Durant cette mâtinée frisquette d’un samedi de février, j’ai vaqué vers trois lieux, situés les uns des autres dans un court rayon géographique. D’abord l’exposition au Centre culturel algérien, 171 rue de la Croix Nivert à Paris 15ème, consacrée à l’architecte algérien Kaci Mahrour (1944-2004), intitulée « Des ksours à la casbah : habiter l’urbain en Algérie ». J’étais en « appétit », connaissant un peu le contexte  pour avoir travaillé près de trois ans dans ce pays, de 1977 à 1980, et avoir réalisé en 2006 un livre d’entretiens avec l’architecte André Ravéreau, qui a œuvré à Ghardaïa et a fondé l’Atelier du M’Zab, instrument de connaissance et de restauration de l’architecture mozabite, lauréat du prix Agha Khan en 1998 et auteur de nombreux ouvrages sur l’architecture méditerranéenne, islamique en particulier. Cette exposition présente quelques défauts dans sa présentation: des panneaux trop bavards et confus, des plans et des photos trop petits et mal exploités. Les thèmes abordés, qui rassemblent les détails architectoniques et les morphologies urbaines adaptés au site et au climat de l’Algérie, auraient dus avoir une présentation plus claire, un ordonnancement plus structuré, et des explications plus concises. C’est un peu comme si on vous servait une choucroute avec des lentilles remplaçant le choux, et que ce plat prenne l’appellation de « petit salé aux lentilles »… comparaison hasardeuse j’en conviens, mais c’est celle qui me vient au restaurant en écrivant ceci et mangeant cela…

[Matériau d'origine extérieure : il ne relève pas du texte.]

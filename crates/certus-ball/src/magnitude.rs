//! Directed-rounding error bounds.
//!
//! A [`Magnitude`] is a non-negative bound on the absolute size of some
//! quantity. Every operation that could round, rounds *up*, so a magnitude
//! computed from sound inputs never understates what it bounds. Comparisons
//! and `max` are exact.
//!
//! The representation is a 32-bit mantissa with a wide power-of-two exponent:
//! a finite magnitude holds `man * 2^(exp - 32)` with `man` normalized to
//! `[2^31, 2^32)`, so a finite value always lies in `[2^(exp-1), 2^exp)`.

use num_traits::Zero;
use std::fmt;
use std::ops::{Add, Mul};

/// Number of mantissa bits carried by a finite magnitude.
const MAG_BITS: u32 = 32;

/// An always-round-up bound on a non-negative quantity.
///
/// `Zero` and `Infinity` are explicit states: zero means the bounded quantity
/// is exactly zero, infinity means no finite bound is known.
#[derive(Clone, Debug, PartialEq, Eq, PartialOrd, Ord, Hash)]
pub enum Magnitude {
    /// The bounded quantity is exactly zero.
    Zero,
    /// A finite bound `man * 2^(exp - 32)` with `man` in `[2^31, 2^32)`.
    ///
    /// Field order matters: the derived ordering compares exponents first,
    /// which is exact thanks to the mantissa normalization.
    Finite {
        /// Power-of-two scale; the value lies in `[2^(exp-1), 2^exp)`.
        exp: i64,
        /// Normalized mantissa in `[2^31, 2^32)`.
        man: u64,
    },
    /// No finite bound.
    Infinity,
}

impl Magnitude {
    /// An exact power of two, `2^e`.
    #[must_use]
    pub fn pow2(e: i64) -> Self {
        Magnitude::Finite {
            exp: e + 1,
            man: 1 << (MAG_BITS - 1),
        }
    }

    /// An upper bound for the integer `v` (exact whenever `v` fits in 32
    /// significant bits).
    #[must_use]
    pub fn from_u64_upper(v: u64) -> Self {
        Self::normalize_up(u128::from(v), i64::from(MAG_BITS))
    }

    /// A lower bound for the integer `v` (exact whenever `v` fits in 32
    /// significant bits).
    #[must_use]
    pub fn from_u64_lower(v: u64) -> Self {
        Self::normalize_down(u128::from(v), i64::from(MAG_BITS))
    }

    /// An upper bound for `|x|`. Non-finite input maps to `Infinity`.
    #[must_use]
    pub fn from_f64_upper(x: f64) -> Self {
        if x == 0.0 {
            return Magnitude::Zero;
        }
        if !x.is_finite() {
            return Magnitude::Infinity;
        }
        let bits = x.abs().to_bits();
        let biased = (bits >> 52) & 0x7ff;
        let frac = bits & ((1u64 << 52) - 1);
        let (man, e) = if biased == 0 {
            (frac, -1074i64)
        } else {
            (frac | (1u64 << 52), biased as i64 - 1075)
        };
        Self::normalize_up(u128::from(man), e + i64::from(MAG_BITS))
    }

    /// True if this bound is zero.
    #[must_use]
    pub fn is_zero(&self) -> bool {
        matches!(self, Magnitude::Zero)
    }

    /// True if this bound is finite (zero counts as finite).
    #[must_use]
    pub fn is_finite(&self) -> bool {
        !matches!(self, Magnitude::Infinity)
    }

    /// Scales by a power of two, exactly.
    #[must_use]
    pub fn mul_2exp(&self, e: i64) -> Self {
        match self {
            Magnitude::Finite { exp, man } => Magnitude::Finite {
                exp: exp + e,
                man: *man,
            },
            other => other.clone(),
        }
    }

    /// Round-up quotient `self / den_lower`, where `den_lower` is a *lower*
    /// bound on the true denominator. Division by zero yields `Infinity`.
    #[must_use]
    pub fn div_lower(&self, den_lower: &Magnitude) -> Self {
        match (self, den_lower) {
            (Magnitude::Zero, _) => Magnitude::Zero,
            (Magnitude::Infinity, _) | (_, Magnitude::Zero) => Magnitude::Infinity,
            (_, Magnitude::Infinity) => Magnitude::Zero,
            (
                Magnitude::Finite { exp: ea, man: ma },
                Magnitude::Finite { exp: eb, man: mb },
            ) => {
                let num = u128::from(*ma) << MAG_BITS;
                let den = u128::from(*mb);
                let q = (num + den - 1) / den;
                Self::normalize_up(q, ea - eb)
            }
        }
    }

    /// Round-down difference `max(self - sub_upper, 0)`, where `sub_upper` is
    /// an *upper* bound on the subtrahend. The result is a sound lower bound.
    #[must_use]
    pub fn sub_lower(&self, sub_upper: &Magnitude) -> Self {
        if sub_upper >= self {
            return Magnitude::Zero;
        }
        match (self, sub_upper) {
            (a, Magnitude::Zero) => a.clone(),
            (Magnitude::Infinity, Magnitude::Finite { .. }) => Magnitude::Infinity,
            (
                Magnitude::Finite { exp: ea, man: ma },
                Magnitude::Finite { exp: eb, man: mb },
            ) => {
                let d = ea - eb;
                if d > 64 {
                    // The subtrahend is far below one ulp of self.
                    return Self::normalize_down(u128::from(*ma) - 1, *ea);
                }
                let a = u128::from(*ma) << d;
                let b = u128::from(*mb);
                if a <= b {
                    Magnitude::Zero
                } else {
                    Self::normalize_down(a - b, *eb)
                }
            }
            _ => Magnitude::Zero,
        }
    }

    /// An `f64` approximation, rounding toward infinity on overflow.
    #[must_use]
    pub fn to_f64(&self) -> f64 {
        match self {
            Magnitude::Zero => 0.0,
            Magnitude::Infinity => f64::INFINITY,
            Magnitude::Finite { exp, man } => {
                (*man as f64) * crate::float::pow2_f64(exp - i64::from(MAG_BITS))
            }
        }
    }

    /// Builds a finite magnitude from `m * 2^(e - 32)`, rounding up.
    pub(crate) fn normalize_up(m: u128, e: i64) -> Self {
        if m == 0 {
            return Magnitude::Zero;
        }
        let bl = 128 - m.leading_zeros();
        if bl > MAG_BITS {
            let sh = bl - MAG_BITS;
            let mut man = (m + ((1u128 << sh) - 1)) >> sh;
            let mut exp = e + i64::from(sh);
            if man == 1u128 << MAG_BITS {
                man >>= 1;
                exp += 1;
            }
            Magnitude::Finite {
                exp,
                man: man as u64,
            }
        } else {
            let sh = MAG_BITS - bl;
            Magnitude::Finite {
                exp: e - i64::from(sh),
                man: (m << sh) as u64,
            }
        }
    }

    /// Builds a finite magnitude from `m * 2^(e - 32)`, rounding down.
    pub(crate) fn normalize_down(m: u128, e: i64) -> Self {
        if m == 0 {
            return Magnitude::Zero;
        }
        let bl = 128 - m.leading_zeros();
        if bl > MAG_BITS {
            let sh = bl - MAG_BITS;
            Magnitude::Finite {
                exp: e + i64::from(sh),
                man: (m >> sh) as u64,
            }
        } else {
            let sh = MAG_BITS - bl;
            Magnitude::Finite {
                exp: e - i64::from(sh),
                man: (m << sh) as u64,
            }
        }
    }
}

impl Add for &Magnitude {
    type Output = Magnitude;

    /// Round-up addition.
    fn add(self, rhs: &Magnitude) -> Magnitude {
        match (self, rhs) {
            (Magnitude::Zero, other) | (other, Magnitude::Zero) => other.clone(),
            (Magnitude::Infinity, _) | (_, Magnitude::Infinity) => Magnitude::Infinity,
            (
                Magnitude::Finite { exp: ea, man: ma },
                Magnitude::Finite { exp: eb, man: mb },
            ) => {
                let (ea, ma, eb, mb) = if ea >= eb {
                    (*ea, *ma, *eb, *mb)
                } else {
                    (*eb, *mb, *ea, *ma)
                };
                let d = ea - eb;
                if d > 64 {
                    // The smaller operand is below one ulp; bump by an ulp.
                    Magnitude::normalize_up(u128::from(ma) + 1, ea)
                } else {
                    let sum = (u128::from(ma) << d) + u128::from(mb);
                    Magnitude::normalize_up(sum, eb)
                }
            }
        }
    }
}

impl Add for Magnitude {
    type Output = Magnitude;

    fn add(self, rhs: Magnitude) -> Magnitude {
        &self + &rhs
    }
}

impl Mul for &Magnitude {
    type Output = Magnitude;

    /// Round-up multiplication. `Zero` annihilates, including `Zero *
    /// Infinity`: a factor known to be exactly zero makes the product zero.
    fn mul(self, rhs: &Magnitude) -> Magnitude {
        match (self, rhs) {
            (Magnitude::Zero, _) | (_, Magnitude::Zero) => Magnitude::Zero,
            (Magnitude::Infinity, _) | (_, Magnitude::Infinity) => Magnitude::Infinity,
            (
                Magnitude::Finite { exp: ea, man: ma },
                Magnitude::Finite { exp: eb, man: mb },
            ) => {
                let prod = u128::from(*ma) * u128::from(*mb);
                Magnitude::normalize_up(prod, ea + eb - i64::from(MAG_BITS))
            }
        }
    }
}

impl Mul for Magnitude {
    type Output = Magnitude;

    fn mul(self, rhs: Magnitude) -> Magnitude {
        &self * &rhs
    }
}

impl Zero for Magnitude {
    fn zero() -> Self {
        Magnitude::Zero
    }

    fn is_zero(&self) -> bool {
        Magnitude::is_zero(self)
    }
}

impl Default for Magnitude {
    fn default() -> Self {
        Magnitude::Zero
    }
}

impl fmt::Display for Magnitude {
    fn fmt(&self, f: &mut fmt::Formatter<'_>) -> fmt::Result {
        match self {
            Magnitude::Zero => write!(f, "0"),
            Magnitude::Infinity => write!(f, "inf"),
            Magnitude::Finite { .. } => write!(f, "{:.4e}", self.to_f64()),
        }
    }
}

Les références, plus solides que celles limitées à quelques citations, aux travaux si importants menés par Hassan Fathy en Egypte et André Ravéreau en Algérie, notamment ce dernier quand il crée une architecture moderne à l’écoute de la tradition, auraient apportées les réponses attendues aux questions posées par cette exposition : quelle architecture, quel urbanisme pour le Maghreb, confronté aujourd’hui à une explosion démographique et une expansion galopante et irrépressible de ses grands centres urbains. Des questions connues en France durant la période de l’immédiat « Après-guerre » et jusque dans les années 60. Autre question récurrente, les tentatives pour créer un  trait d’union entre tradition et modernité. Et l’architecture du Mouvement moderne est plus en phase avec l’architecture traditionnelle du Maghreb qu’avec celle de l’Europe occidentale, celle du Nord notamment. Des architectes en Afrique du Nord, influencés par Le Corbusier, ont apporté dans les années 50 des réponses claires et sans concession folklorique ou passéiste : la reconstruction d’Orléansville (aujourd’hui Chlef) par Jean Bossu, la cité Djenan El Hassan de Roland Simounet, l’Aéro-habitat de Louis Miquel constituent des repères importants avec des réponses appropriées en leur temps à l’Algérie, plus respectueuses pourtant du contexte local que les « barres chinoises » qui poussent comme des champignons vénéneux autour d’Alger, annonciateurs des mêmes problèmes que ceux que connaissent les cités de banlieues de grandes villes françaises.

En fait le Mouvement moderne avait déjà largement puisé dans l’architecture du Maghreb, et au CIAM 9 d’Aix-en-provence de 1953 les architectes algérois (Miquel, Emery, Simounet, Bourlier, Ducollet, Bize, Geiser et de Maisonseul), qu’on appellera « l’école corbuséenne d’Alger », trouvèrent aisément des corrélations entre les théories de Le Corbusier, son Modulor et les coutumes de vie arabe[1]. Cette prise en compte du contexte local était déjà intégrée par Le Corbusier dans son plan de Chandigarh dès 1948. Cette rupture avec les principes internationalistes du Mouvement moderne crée une brèche qui sera fatale aux prochains CIAM ; le seul et dernier, le CIAM 10 se tiendra en 1956 à Dubrovnik durant lequel s’illustrèrent les contestataires du Team-Ten, les Anglais Alison et Peter Smithson[2].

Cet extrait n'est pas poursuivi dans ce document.